Adding PCL Commands to Target Source Documents, such as Rounds Report

More and more sites are looking to 'fancying up' their documents.  To change fonts, add italics and bolding to regular documents is a snap.  Adding PCL commands for font changes to Target/Source documents is just as simple but not so obvious.

Below are some basic instructions (and rules) for adding PCL commands to Target/Source Documents.  These instrustion should take some of the mystery out of making COR prints, worklist prints and Rounds Reports more pleasent to view.

Adding PCL code to a target document is as simple as adding PCL code to any other document... just add it, but watch out for the alingnment.  *** One note*** do not add the PCL code to the %LINEnn line of the target screen, that may cause problems.

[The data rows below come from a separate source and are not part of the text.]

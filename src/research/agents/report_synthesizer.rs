//! 报告撰写 - 将累计的上下文合成为最终报告，在任何失败下都产出非空报告

use crate::research::agents::{AgentType, PromptTemplate};
use crate::research::context::ResearchContext;
use crate::utils::text::{summarize_chars, truncate_chars};

const CONTEXT_SEPARATOR: &str = "\n\n---\n\n";
const FINDING_SUMMARY_CHARS: usize = 100;

/// 未收集到任何上下文时的报告
pub fn insufficient_information_report(query: &str) -> String {
    format!(
        "Unable to generate a comprehensive report on '{}'. The research process did not find sufficient relevant information.",
        query
    )
}

/// 报告撰写员
#[derive(Default)]
pub struct ReportSynthesizer;

impl ReportSynthesizer {
    fn prompt_template(&self, context: &ResearchContext) -> PromptTemplate {
        let mut closing_instruction = "You are an expert researcher and report writer. Based on the \
            gathered contexts below and the original query, write a comprehensive, well-structured, \
            and detailed report that addresses the query thoroughly. Include all relevant insights \
            and conclusions without extraneous commentary. If the contexts don't directly address \
            the query, acknowledge this and provide the most relevant information available."
            .to_string();
        if let Some(language) = &context.config.target_language {
            closing_instruction.push_str("\n\n");
            closing_instruction.push_str(language.prompt_instruction());
        }

        PromptTemplate {
            system_prompt: "You are a skilled report writer.".to_string(),
            closing_instruction,
        }
    }

    /// 合成最终报告
    pub async fn synthesize(
        &self,
        context: &ResearchContext,
        query: &str,
        contexts: &[String],
    ) -> String {
        if contexts.is_empty() {
            tracing::warn!(agent = %AgentType::ReportSynthesizer, "no contexts gathered");
            return insufficient_information_report(query);
        }

        let config = &context.config.research;
        let combined = contexts
            .iter()
            .enumerate()
            .map(|(i, c)| format!("Context {}:\n{}", i + 1, c))
            .collect::<Vec<_>>()
            .join(CONTEXT_SEPARATOR);
        let body = format!(
            "User Query: {}\n\nGathered Relevant Contexts:\n{}",
            query,
            truncate_chars(&combined, config.report_context_chars)
        );
        let messages = self.prompt_template(context).messages(&body);

        match context.llm.complete(&messages).await {
            Ok(response) => match response.text_content() {
                Some(report) => {
                    tracing::info!(agent = %AgentType::ReportSynthesizer, chars = report.len(), "report generated");
                    report.to_string()
                }
                None => {
                    tracing::warn!(agent = %AgentType::ReportSynthesizer, "unexpected response shape, building key findings report");
                    key_findings_report(query, contexts, config.fallback_findings_limit)
                }
            },
            Err(e) => {
                tracing::error!(agent = %AgentType::ReportSynthesizer, error = %e, "report generation failed");
                findings_report(query, contexts, config.fallback_findings_limit)
            }
        }
    }
}

/// 每条上下文只保留前100个字符的要点报告
fn key_findings_report(query: &str, contexts: &[String], limit: usize) -> String {
    let mut report = format!("# Research Report: {}\n\n## Key Findings\n\n", query);
    for (i, context) in contexts.iter().take(limit).enumerate() {
        report.push_str(&format!(
            "### Context {}:\n{}\n\n",
            i + 1,
            summarize_chars(context, FINDING_SUMMARY_CHARS)
        ));
    }
    report
}

/// 原样罗列上下文的报告
fn findings_report(query: &str, contexts: &[String], limit: usize) -> String {
    let mut report = format!("# Research Findings on: {}\n\n", query);
    for (i, context) in contexts.iter().take(limit).enumerate() {
        report.push_str(&format!("Finding {}:\n{}{}", i + 1, context, CONTEXT_SEPARATOR));
    }
    report
}

#[cfg(test)]
mod tests {
    use super::*;
    use crate::i18n::TargetLanguage;
    use crate::llm::ModelResponse;
    use crate::research::test_support::{FnModel, context_with_model, user_text};
    use anyhow::anyhow;
    use serde_json::json;
    use std::sync::Arc;

    fn contexts(n: usize) -> Vec<String> {
        (1..=n).map(|i| format!("fact number {}", i)).collect()
    }

    #[tokio::test]
    async fn test_empty_contexts_make_no_model_call() {
        let model = Arc::new(FnModel::new(|_: &[_]| Ok(ModelResponse::Text("x".to_string()))));
        let context = context_with_model(model.clone());

        let report = ReportSynthesizer.synthesize(&context, "topic", &[]).await;
        assert_eq!(report, insufficient_information_report("topic"));
        assert!(report.contains("'topic'"));
        assert_eq!(model.calls(), 0);
    }

    #[tokio::test]
    async fn test_contexts_are_numbered_and_separated() {
        let model = Arc::new(FnModel::new(|messages: &[_]| {
            assert!(user_text(messages).contains(
                "Gathered Relevant Contexts:\nContext 1:\nfact number 1\n\n---\n\nContext 2:\nfact number 2"
            ));
            Ok(ModelResponse::Text("# Report\nbody".to_string()))
        }));
        let context = context_with_model(model);

        let report = ReportSynthesizer.synthesize(&context, "q", &contexts(2)).await;
        assert_eq!(report, "# Report\nbody");
    }

    #[tokio::test]
    async fn test_language_instruction_is_appended() {
        let model = Arc::new(FnModel::new(|messages: &[_]| {
            assert!(user_text(messages).ends_with(TargetLanguage::Chinese.prompt_instruction()));
            Ok(ModelResponse::Text("报告".to_string()))
        }));
        let mut context = context_with_model(model);
        context.config.target_language = Some(TargetLanguage::Chinese);

        let report = ReportSynthesizer.synthesize(&context, "q", &contexts(1)).await;
        assert_eq!(report, "报告");
    }

    #[tokio::test]
    async fn test_unrecognized_shape_builds_key_findings() {
        let model = Arc::new(FnModel::new(|_: &[_]| Ok(ModelResponse::List(vec![json!({})]))));
        let context = context_with_model(model);

        let mut gathered = contexts(12);
        gathered[0] = "y".repeat(150);
        let report = ReportSynthesizer.synthesize(&context, "q", &gathered).await;

        assert!(report.starts_with("# Research Report: q\n\n## Key Findings\n\n"));
        assert!(report.contains(&format!("### Context 1:\n{}...\n\n", "y".repeat(100))));
        assert!(report.contains("### Context 10:\nfact number 10\n\n"));
        assert!(!report.contains("Context 11"));
    }

    #[tokio::test]
    async fn test_model_error_builds_findings_listing() {
        let model = Arc::new(FnModel::new(|_: &[_]| Err(anyhow!("overloaded"))));
        let context = context_with_model(model);

        let report = ReportSynthesizer.synthesize(&context, "q", &contexts(11)).await;
        assert!(report.starts_with("# Research Findings on: q\n\nFinding 1:\nfact number 1\n\n---\n\n"));
        assert!(report.contains("Finding 10:\nfact number 10"));
        assert!(!report.contains("fact number 11"));
    }
}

Adding PCL code to source lines is just as easy, but there are a few things to keep in mind:

bulletEven though it does not print, the space that the PCL command takes on the source document 'counts' toward the number of characters used in a source line.
bulletAlignment can be tricky.  A PCL command does not print therfore you need to compensate for that in the alignment.  For example, Say that you want to start the patient name in column #4, and you are using a 5 character PCL command.  You need to define the patient name to start in column 9 (4+5). (the 5 character PCL command gets suppressed)
bulletYou must have 1 blank space before and 1 blanks space after each PCL command for the printer to properly recognize it as a PCL command.

Next is an example of what it takes to put a PCL command into a field.   For this example assume:

bulletThe bold ON PCL command is "ESC(1B" {or with host print it is "^(1B"}
bulletThe bold OFF PCL command is "ESC(0B" {or with host print it is "^)B"}
bulletOur source document field length is 60 characters

When you define the source document put your PCL commands before and after what you want to bold (turn on the bold, then turn it back off). 

Say that your current source document looks something like:

<.           .........................                         >
123456789012345678901234567890123456789012345678901234567890
          1          2          3          4          5          6

Field definitions below %LINE01 are something like:

   FIELD NAME  SIZE  POS      FIELD NAME  SIZE  POS     FIELD NAME  SIZE  POS
1  %ORSPACE    11         2   C0806       49

Next, add the PCL commands, (remember to have a blank space before and after data that you want to bold):

  <. ^(1B          .........................                ^(0B >
  123456789012345678901234567890123456789012345678901234567890
           1          2          3          4          5          6

The new improved source line still has 60 characters, (remember: you must keep that source line the same length as it was)  ***Note *** If you had data in the entire line, and want to do the bolding, you will have to remove some data.

The field definitions under %LINE must accommodate the PCL, so they would change to:

   FIELD NAME  SIZE   POS     FIELD NAME  SIZE  POS      FIELD NAME  SIZE  POS
1  %ORSPACE    15         2   C1203       45

In this example, everything should still line up the same after the bolding as before.